Exercise brief: Having read the entries, repeat all of them exactly.

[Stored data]
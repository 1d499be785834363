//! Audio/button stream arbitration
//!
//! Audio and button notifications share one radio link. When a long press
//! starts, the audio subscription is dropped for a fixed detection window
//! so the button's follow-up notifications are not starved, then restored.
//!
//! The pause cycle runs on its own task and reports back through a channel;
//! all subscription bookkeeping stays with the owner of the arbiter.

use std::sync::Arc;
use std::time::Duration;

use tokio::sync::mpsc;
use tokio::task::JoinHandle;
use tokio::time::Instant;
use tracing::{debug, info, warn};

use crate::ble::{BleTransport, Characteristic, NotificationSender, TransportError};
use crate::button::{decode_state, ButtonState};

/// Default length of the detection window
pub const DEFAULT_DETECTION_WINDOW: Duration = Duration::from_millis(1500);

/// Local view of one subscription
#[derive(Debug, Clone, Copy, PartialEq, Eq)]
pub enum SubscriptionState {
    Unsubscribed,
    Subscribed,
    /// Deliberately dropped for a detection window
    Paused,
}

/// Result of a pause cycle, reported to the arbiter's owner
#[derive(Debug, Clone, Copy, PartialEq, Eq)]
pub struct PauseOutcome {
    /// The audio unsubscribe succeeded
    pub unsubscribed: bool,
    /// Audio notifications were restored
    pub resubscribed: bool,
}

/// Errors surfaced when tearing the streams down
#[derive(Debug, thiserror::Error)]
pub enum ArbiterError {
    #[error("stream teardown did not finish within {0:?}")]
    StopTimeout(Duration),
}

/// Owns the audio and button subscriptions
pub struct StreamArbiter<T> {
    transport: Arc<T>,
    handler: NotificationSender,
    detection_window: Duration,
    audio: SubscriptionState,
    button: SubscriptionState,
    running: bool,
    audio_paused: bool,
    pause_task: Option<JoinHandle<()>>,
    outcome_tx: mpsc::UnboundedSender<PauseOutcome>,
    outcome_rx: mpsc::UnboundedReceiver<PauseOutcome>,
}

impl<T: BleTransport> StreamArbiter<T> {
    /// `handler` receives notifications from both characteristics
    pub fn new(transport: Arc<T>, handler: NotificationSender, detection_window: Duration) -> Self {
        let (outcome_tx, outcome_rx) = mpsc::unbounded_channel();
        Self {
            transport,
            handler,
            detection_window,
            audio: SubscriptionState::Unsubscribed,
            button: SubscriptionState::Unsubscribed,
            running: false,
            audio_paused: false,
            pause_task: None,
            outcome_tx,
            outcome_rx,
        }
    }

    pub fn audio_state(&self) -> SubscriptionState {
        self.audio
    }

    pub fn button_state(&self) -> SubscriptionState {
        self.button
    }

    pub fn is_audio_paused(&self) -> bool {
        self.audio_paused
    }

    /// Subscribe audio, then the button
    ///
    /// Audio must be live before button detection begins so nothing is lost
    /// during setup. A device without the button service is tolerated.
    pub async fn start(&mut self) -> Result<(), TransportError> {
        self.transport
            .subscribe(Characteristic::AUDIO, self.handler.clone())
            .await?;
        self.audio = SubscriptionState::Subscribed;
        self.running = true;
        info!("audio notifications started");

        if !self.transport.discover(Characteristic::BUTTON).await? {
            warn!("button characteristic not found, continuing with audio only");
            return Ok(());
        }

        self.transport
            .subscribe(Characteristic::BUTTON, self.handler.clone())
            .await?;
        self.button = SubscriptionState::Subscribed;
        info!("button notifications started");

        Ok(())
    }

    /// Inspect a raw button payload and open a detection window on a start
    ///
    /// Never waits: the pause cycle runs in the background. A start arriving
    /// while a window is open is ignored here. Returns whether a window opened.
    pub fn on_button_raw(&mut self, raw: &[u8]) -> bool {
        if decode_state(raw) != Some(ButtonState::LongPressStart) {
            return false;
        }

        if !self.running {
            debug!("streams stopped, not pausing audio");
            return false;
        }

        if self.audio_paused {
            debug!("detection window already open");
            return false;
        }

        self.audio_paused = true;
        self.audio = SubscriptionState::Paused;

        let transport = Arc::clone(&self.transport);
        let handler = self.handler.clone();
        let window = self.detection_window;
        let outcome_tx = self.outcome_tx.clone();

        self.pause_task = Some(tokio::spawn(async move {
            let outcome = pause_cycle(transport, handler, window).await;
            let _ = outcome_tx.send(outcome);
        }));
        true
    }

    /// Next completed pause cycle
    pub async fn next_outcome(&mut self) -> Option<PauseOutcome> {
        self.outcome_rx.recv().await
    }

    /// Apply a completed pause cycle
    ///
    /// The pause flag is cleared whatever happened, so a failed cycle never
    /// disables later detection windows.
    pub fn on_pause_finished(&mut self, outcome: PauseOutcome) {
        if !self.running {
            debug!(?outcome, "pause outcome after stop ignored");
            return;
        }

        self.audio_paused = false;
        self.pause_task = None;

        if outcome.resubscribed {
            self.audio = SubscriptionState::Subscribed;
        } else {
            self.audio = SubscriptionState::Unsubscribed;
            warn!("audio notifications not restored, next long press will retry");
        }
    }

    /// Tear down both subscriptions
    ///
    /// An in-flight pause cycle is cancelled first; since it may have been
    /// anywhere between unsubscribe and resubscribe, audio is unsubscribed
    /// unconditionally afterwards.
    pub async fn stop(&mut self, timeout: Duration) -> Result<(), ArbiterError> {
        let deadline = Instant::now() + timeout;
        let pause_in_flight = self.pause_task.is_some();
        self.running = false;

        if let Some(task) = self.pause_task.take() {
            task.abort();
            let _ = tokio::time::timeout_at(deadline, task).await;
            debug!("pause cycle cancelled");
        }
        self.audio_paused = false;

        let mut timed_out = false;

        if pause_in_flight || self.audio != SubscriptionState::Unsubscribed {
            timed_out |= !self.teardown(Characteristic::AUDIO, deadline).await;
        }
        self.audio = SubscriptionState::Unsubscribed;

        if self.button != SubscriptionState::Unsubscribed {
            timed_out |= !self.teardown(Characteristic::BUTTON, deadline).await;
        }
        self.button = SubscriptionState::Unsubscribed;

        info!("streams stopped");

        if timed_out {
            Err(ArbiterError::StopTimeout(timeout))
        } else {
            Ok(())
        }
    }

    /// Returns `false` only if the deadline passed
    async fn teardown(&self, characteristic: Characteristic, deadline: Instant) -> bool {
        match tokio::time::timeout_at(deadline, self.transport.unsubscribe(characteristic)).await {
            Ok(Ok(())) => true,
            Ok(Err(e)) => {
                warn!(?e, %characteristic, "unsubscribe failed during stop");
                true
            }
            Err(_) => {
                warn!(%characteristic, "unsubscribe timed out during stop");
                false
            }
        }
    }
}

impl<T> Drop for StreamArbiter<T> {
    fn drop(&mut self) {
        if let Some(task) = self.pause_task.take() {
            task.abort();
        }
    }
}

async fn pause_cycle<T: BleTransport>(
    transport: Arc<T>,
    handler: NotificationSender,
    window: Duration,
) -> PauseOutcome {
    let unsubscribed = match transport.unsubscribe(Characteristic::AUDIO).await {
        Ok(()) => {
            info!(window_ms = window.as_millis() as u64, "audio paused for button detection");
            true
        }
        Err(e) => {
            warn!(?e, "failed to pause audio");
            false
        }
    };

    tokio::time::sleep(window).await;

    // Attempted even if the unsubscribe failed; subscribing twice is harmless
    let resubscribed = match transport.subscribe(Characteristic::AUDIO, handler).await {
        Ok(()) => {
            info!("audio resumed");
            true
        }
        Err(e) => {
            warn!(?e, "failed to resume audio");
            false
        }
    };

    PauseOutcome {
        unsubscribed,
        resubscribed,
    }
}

Response to the task:
repository 1d499be785834363
//! Audio/button stream arbitration
//!
//! Audio and button notifications share one radio link. When a long press
//! starts, the audio subscription is dropped for a fixed detection window
//! so the button's follow-up notifications are not starved, then restored.
//!
//! The pause cycle runs on its own task and reports back through a channel;
//! all subscription bookkeeping stays with the owner of the arbiter.

use std::sync::Arc;
use std::time::Duration;

use tokio::sync::mpsc;
use tokio::task::JoinHandle;
use tokio::time::Instant;
use tracing::{debug, info, warn};

use crate::ble::{BleTransport, Characteristic, NotificationSender, TransportError};
use crate::button::{decode_state, ButtonState};

/// Default length of the detection window
pub const DEFAULT_DETECTION_WINDOW: Duration = Duration::from_millis(1500);

/// Local view of one subscription
#[derive(Debug, Clone, Copy, PartialEq, Eq)]
pub enum SubscriptionState {
    Unsubscribed,
    Subscribed,
    /// Deliberately dropped for a detection window
    Paused,
}

/// Result of a pause cycle, reported to the arbiter's owner
#[derive(Debug, Clone, Copy, PartialEq, Eq)]
pub struct PauseOutcome {
    /// The audio unsubscribe succeeded
    pub unsubscribed: bool,
    /// Audio notifications were restored
    pub resubscribed: bool,
}

/// Errors surfaced when tearing the streams down
#[derive(Debug, thiserror::Error)]
pub enum ArbiterError {
    #[error("stream teardown did not finish within {0:?}")]
    StopTimeout(Duration),
}

/// Owns the audio and button subscriptions
pub struct StreamArbiter<T> {
    transport: Arc<T>,
    handler: NotificationSender,
    detection_window: Duration,
    audio: SubscriptionState,
    button: SubscriptionState,
    running: bool,
    audio_paused: bool,
    pause_task: Option<JoinHandle<()>>,
    outcome_tx: mpsc::UnboundedSender<PauseOutcome>,
    outcome_rx: mpsc::UnboundedReceiver<PauseOutcome>,
}

impl<T: BleTransport> StreamArbiter<T> {
    /// `handler` receives notifications from both characteristics
    pub fn new(transport: Arc<T>, handler: NotificationSender, detection_window: Duration) -> Self {
        let (outcome_tx, outcome_rx) = mpsc::unbounded_channel();
        Self {
            transport,
            handler,
            detection_window,
            audio: SubscriptionState::Unsubscribed,
            button: SubscriptionState::Unsubscribed,
            running: false,
            audio_paused: false,
            pause_task: None,
            outcome_tx,
            outcome_rx,
        }
    }

    pub fn audio_state(&self) -> SubscriptionState {
        self.audio
    }

    pub fn button_state(&self) -> SubscriptionState {
        self.button
    }

    pub fn is_audio_paused(&self) -> bool {
        self.audio_paused
    }

    /// Subscribe audio, then the button
    ///
    /// Audio must be live before button detection begins so nothing is lost
    /// during setup. A device without the button service is tolerated.
    pub async fn start(&mut self) -> Result<(), TransportError> {
        self.transport
            .subscribe(Characteristic::AUDIO, self.handler.clone())
            .await?;
        self.audio = SubscriptionState::Subscribed;
        self.running = true;
        info!("audio notifications started");

        if !self.transport.discover(Characteristic::BUTTON).await? {
            warn!("button characteristic not found, continuing with audio only");
            return Ok(());
        }

        self.transport
            .subscribe(Characteristic::BUTTON, self.handler.clone())
            .await?;
        self.button = SubscriptionState::Subscribed;
        info!("button notifications started");

        Ok(())
    }

    /// Inspect a raw button payload and open a detection window on a start
    ///
    /// Never waits: the pause cycle runs in the background. A start arriving
    /// while a window is open is ignored here. Returns whether a window opened.
    pub fn on_button_raw(&mut self, raw: &[u8]) -> bool {
        if decode_state(raw) != Some(ButtonState::LongPressStart) {
            return false;
        }

        if !self.running {
            debug!("streams stopped, not pausing audio");
            return false;
        }

        if self.audio_paused {
            debug!("detection window already open");
            return false;
        }

        self.audio_paused = true;
        self.audio = SubscriptionState::Paused;

        let transport = Arc::clone(&self.transport);
        let handler = self.handler.clone();
        let window = self.detection_window;
        let outcome_tx = self.outcome_tx.clone();

        self.pause_task = Some(tokio::spawn(async move {
            let outcome = pause_cycle(transport, handler, window).await;
            let _ = outcome_tx.send(outcome);
        }));
        true
    }

    /// Next completed pause cycle
    pub async fn next_outcome(&mut self) -> Option<PauseOutcome> {
        self.outcome_rx.recv().await
    }

    /// Apply a completed pause cycle
    ///
    /// The pause flag is cleared whatever happened, so a failed cycle never
    /// disables later detection windows.
    pub fn on_pause_finished(&mut self, outcome: PauseOutcome) {
        if !self.running {
            debug!(?outcome, "pause outcome after stop ignored");
            return;
        }

        self.audio_paused = false;
        self.pause_task = None;

        if outcome.resubscribed {
            self.audio = SubscriptionState::Subscribed;
        } else {
            self.audio = SubscriptionState::Unsubscribed;
            warn!("audio notifications not restored, next long press will retry");
        }
    }

    /// Tear down both subscriptions
    ///
    /// An in-flight pause cycle is cancelled first; since it may have been
    /// anywhere between unsubscribe and resubscribe, audio is unsubscribed
    /// unconditionally afterwards.
    pub async fn stop(&mut self, timeout: Duration) -> Result<(), ArbiterError> {
        let deadline = Instant::now() + timeout;
        let pause_in_flight = self.pause_task.is_some();
        self.running = false;

        if let Some(task) = self.pause_task.take() {
            task.abort();
            let _ = tokio::time::timeout_at(deadline, task).await;
            debug!("pause cycle cancelled");
        }
        self.audio_paused = false;

        let mut timed_out = false;

        if pause_in_flight || self.audio != SubscriptionState::Unsubscribed {
            timed_out |= !self.teardown(Characteristic::AUDIO, deadline).await;
        }
        self.audio = SubscriptionState::Unsubscribed;

        if self.button != SubscriptionState::Unsubscribed {
            timed_out |= !self.teardown(Characteristic::BUTTON, deadline).await;
        }
        self.button = SubscriptionState::Unsubscribed;

        info!("streams stopped");

        if timed_out {
            Err(ArbiterError::StopTimeout(timeout))
        } else {
            Ok(())
        }
    }

    /// Returns `false` only if the deadline passed
    async fn teardown(&self, characteristic: Characteristic, deadline: Instant) -> bool {
        match tokio::time::timeout_at(deadline, self.transport.unsubscribe(characteristic)).await {
            Ok(Ok(())) => true,
            Ok(Err(e)) => {
                warn!(?e, %characteristic, "unsubscribe failed during stop");
                true
            }
            Err(_) => {
                warn!(%characteristic, "unsubscribe timed out during stop");
                false
            }
        }
    }
}

impl<T> Drop for StreamArbiter<T> {
    fn drop(&mut self) {
        if let Some(task) = self.pause_task.take() {
            task.abort();
        }
    }
}

async fn pause_cycle<T: BleTransport>(
    transport: Arc<T>,
    handler: NotificationSender,
    window: Duration,
) -> PauseOutcome {
    let unsubscribed = match transport.unsubscribe(Characteristic::AUDIO).await {
        Ok(()) => {
            info!(window_ms = window.as_millis() as u64, "audio paused for button detection");
            true
        }
        Err(e) => {
            warn!(?e, "failed to pause audio");
            false
        }
    };

    tokio::time::sleep(window).await;

    // Attempted even if the unsubscribe failed; subscribing twice is harmless
    let resubscribed = match transport.subscribe(Characteristic::AUDIO, handler).await {
        Ok(()) => {
            info!("audio resumed");
            true
        }
        Err(e) => {
            warn!(?e, "failed to resume audio");
            false
        }
    };

    PauseOutcome {
        unsubscribed,
        resubscribed,
    }
}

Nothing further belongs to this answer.